NICO E I GOLDEN STATE WARRIORS

“La cosa più bella è stato vedere come certi campioni lavorano ogni giorno. Tutti possono vedere le partite, ma vedere ogni giorno da quando arrivano a quando vanno via come lavorano ti fa capire perché Steph Curry è uno dei più grandi giocatori di sempre; perché Klay Thompson è uno dei più grandi tiratori del mondo; perché Draymond Green è un campione”.

NICO E L'INCONTRO CON KOBE BRYANT

“Ero piccolo, piccolissimo. Vivevamo a Salt Lake City. Erano i playoff. I Lakers vinsero la partita e chiusero la serie contro i Jazz. Dissi a mio padre che avrei voluto conoscere Kobe Bryant. Mi suggerì di aspettarlo nel tunnel, da dove escono, perché sarebbe passato di lì.
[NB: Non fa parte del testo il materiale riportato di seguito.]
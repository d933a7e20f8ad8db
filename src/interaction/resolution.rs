use serde::{Deserialize, Serialize};
use tracing::debug;

use crate::core::{DelayedTask, Millis, Resolution};
use crate::error::{ChartError, ChartResult};

fn default_true() -> bool {
    true
}

fn default_upgrade_delay_ms() -> Millis {
    1_000
}

/// Host-configurable progressive upgrade policy.
#[derive(Debug, Clone, Copy, PartialEq, Eq, Serialize, Deserialize)]
pub struct ResolutionBehavior {
    /// Advance one tier after each quiet `upgrade_delay_ms` until `Full`.
    #[serde(default = "default_true")]
    pub auto_upgrade: bool,
    #[serde(default = "default_upgrade_delay_ms")]
    pub upgrade_delay_ms: Millis,
    /// Tier a chart starts at after mount or reconfiguration.
    #[serde(default)]
    pub initial: Resolution,
}

impl Default for ResolutionBehavior {
    fn default() -> Self {
        Self {
            auto_upgrade: true,
            upgrade_delay_ms: default_upgrade_delay_ms(),
            initial: Resolution::Preview,
        }
    }
}

impl ResolutionBehavior {
    pub fn validate(self) -> ChartResult<Self> {
        if self.auto_upgrade && self.upgrade_delay_ms == 0 {
            return Err(ChartError::InvalidConfig(
                "resolution upgrade delay must be > 0 when auto upgrade is enabled".to_owned(),
            ));
        }
        Ok(self)
    }
}

/// Who currently owns the active tier.
#[derive(Debug, Clone, Copy, PartialEq, Eq, Serialize, Deserialize)]
#[serde(tag = "mode", rename_all = "snake_case")]
pub enum ResolutionMode {
    /// Progressive upgrade is running.
    Auto { tier: Resolution },
    /// Pinned by an explicit caller choice.
    Manual { tier: Resolution },
    /// Mirrors a dashboard-wide override; local scheduling is suppressed.
    Global { tier: Resolution },
}

impl ResolutionMode {
    #[must_use]
    pub fn tier(self) -> Resolution {
        match self {
            Self::Auto { tier } | Self::Manual { tier } | Self::Global { tier } => tier,
        }
    }
}

/// Per-chart resolution state machine.
///
/// Under `Auto` the visited tiers never decrease until `reset`.
#[derive(Debug, Clone, PartialEq, Eq)]
pub struct ResolutionController {
    behavior: ResolutionBehavior,
    mode: ResolutionMode,
    upgrade: DelayedTask<Resolution>,
}

impl ResolutionController {
    #[must_use]
    pub fn new(behavior: ResolutionBehavior) -> Self {
        let tier = behavior.initial;
        Self {
            behavior,
            mode: if behavior.auto_upgrade {
                ResolutionMode::Auto { tier }
            } else {
                ResolutionMode::Manual { tier }
            },
            upgrade: DelayedTask::new(),
        }
    }

    #[must_use]
    pub fn behavior(&self) -> ResolutionBehavior {
        self.behavior
    }

    #[must_use]
    pub fn mode(&self) -> ResolutionMode {
        self.mode
    }

    #[must_use]
    pub fn tier(&self) -> Resolution {
        self.mode.tier()
    }

    /// Deadline of the scheduled upgrade, if any.
    #[must_use]
    pub fn pending_upgrade_at(&self) -> Option<Millis> {
        self.upgrade.deadline()
    }

    /// Restarts at the initial tier, e.g. after mount or a configuration change.
    ///
    /// A dashboard-wide override survives the reset.
    pub fn reset(&mut self, now: Millis) {
        self.upgrade.cancel();
        let tier = self.behavior.initial;
        self.mode = match self.mode {
            ResolutionMode::Global { tier } => ResolutionMode::Global { tier },
            _ if self.behavior.auto_upgrade => ResolutionMode::Auto { tier },
            _ => ResolutionMode::Manual { tier },
        };
        self.schedule_next(now);
        debug!(tier = %self.tier(), mode = ?self.mode, "resolution reset");
    }

    /// Pins `tier`, cancelling any scheduled upgrade.
    ///
    /// Ignored while a dashboard-wide override is active. Returns `true` when
    /// the active tier changed.
    pub fn set_resolution(&mut self, tier: Resolution) -> bool {
        if matches!(self.mode, ResolutionMode::Global { .. }) {
            debug!(requested = %tier, "manual resolution ignored under global override");
            return false;
        }
        self.upgrade.cancel();
        let previous = self.tier();
        self.mode = ResolutionMode::Manual { tier };
        debug!(from = %previous, to = %tier, "resolution pinned");
        previous != tier
    }

    /// Turns progressive upgrade on or off from the current tier.
    pub fn set_auto_upgrade(&mut self, enabled: bool, now: Millis) {
        self.behavior.auto_upgrade = enabled;
        if matches!(self.mode, ResolutionMode::Global { .. }) {
            return;
        }
        let tier = self.tier();
        if enabled {
            self.mode = ResolutionMode::Auto { tier };
            self.schedule_next(now);
        } else {
            self.upgrade.cancel();
            self.mode = ResolutionMode::Manual { tier };
        }
    }

    /// Applies (`Some`) or lifts (`None`) a dashboard-wide override.
    ///
    /// Returns `true` when the active tier changed.
    pub fn set_global_resolution(&mut self, global: Option<Resolution>, now: Millis) -> bool {
        let previous = self.tier();
        match global {
            Some(tier) => {
                self.upgrade.cancel();
                self.mode = ResolutionMode::Global { tier };
            }
            None => {
                if !matches!(self.mode, ResolutionMode::Global { .. }) {
                    return false;
                }
                self.mode = if self.behavior.auto_upgrade {
                    ResolutionMode::Auto { tier: previous }
                } else {
                    ResolutionMode::Manual { tier: previous }
                };
                self.schedule_next(now);
            }
        }
        previous != self.tier()
    }

    /// Fires a due upgrade. Returns the new tier when one was applied.
    pub fn poll(&mut self, now: Millis) -> Option<Resolution> {
        let next = self.upgrade.poll(now)?;
        let ResolutionMode::Auto { tier } = self.mode else {
            return None;
        };
        if next <= tier {
            return None;
        }
        self.mode = ResolutionMode::Auto { tier: next };
        debug!(from = %tier, to = %next, "resolution auto-upgraded");
        self.schedule_next(now);
        Some(next)
    }

    /// Drops any scheduled upgrade; used on unmount.
    pub fn cancel(&mut self) {
        self.upgrade.cancel();
    }

    fn schedule_next(&mut self, now: Millis) {
        if let ResolutionMode::Auto { tier } = self.mode {
            match tier.next() {
                Some(next) => self
                    .upgrade
                    .schedule(now, self.behavior.upgrade_delay_ms, next),
                None => {
                    self.upgrade.cancel();
                }
            }
        }
    }
}

#[cfg(test)]
mod tests {
    use super::{ResolutionBehavior, ResolutionController, ResolutionMode};
    use crate::core::Resolution;

    #[test]
    fn auto_upgrade_walks_every_tier() {
        let mut controller = ResolutionController::new(ResolutionBehavior::default());
        controller.reset(0);

        assert_eq!(controller.poll(999), None);
        assert_eq!(controller.poll(1_000), Some(Resolution::Normal));
        assert_eq!(controller.poll(2_000), Some(Resolution::High));
        assert_eq!(controller.poll(3_000), Some(Resolution::Full));
        assert_eq!(controller.pending_upgrade_at(), None);
        assert_eq!(controller.poll(10_000), None);
    }

    #[test]
    fn manual_choice_cancels_pending_upgrade() {
        let mut controller = ResolutionController::new(ResolutionBehavior::default());
        controller.reset(0);
        assert!(controller.set_resolution(Resolution::High));
        assert_eq!(controller.pending_upgrade_at(), None);
        assert_eq!(controller.poll(5_000), None);
        assert_eq!(
            controller.mode(),
            ResolutionMode::Manual {
                tier: Resolution::High
            }
        );
    }

    #[test]
    fn global_override_suppresses_local_schedule() {
        let mut controller = ResolutionController::new(ResolutionBehavior::default());
        controller.reset(0);
        assert!(controller.set_global_resolution(Some(Resolution::Normal), 10));
        assert_eq!(controller.pending_upgrade_at(), None);
        assert!(!controller.set_resolution(Resolution::Full));
        assert_eq!(controller.tier(), Resolution::Normal);

        assert!(!controller.set_global_resolution(None, 100));
        assert_eq!(controller.pending_upgrade_at(), Some(1_100));
    }
}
Disse anche che Kobe conosceva l’italiano e se gli avessi detto qualcosa in italiano forse avrei attirato la sua attenzione. Fu così. Si fermò qualche minuto, mi prese in ginocchio. Non parlammo di basket, ma di vita. Mi chiese come andavo a scuola, mi chiese se ascoltassi i consigli dei miei genitori. È un episodio piccolo, ma me lo porterò dentro per sempre”.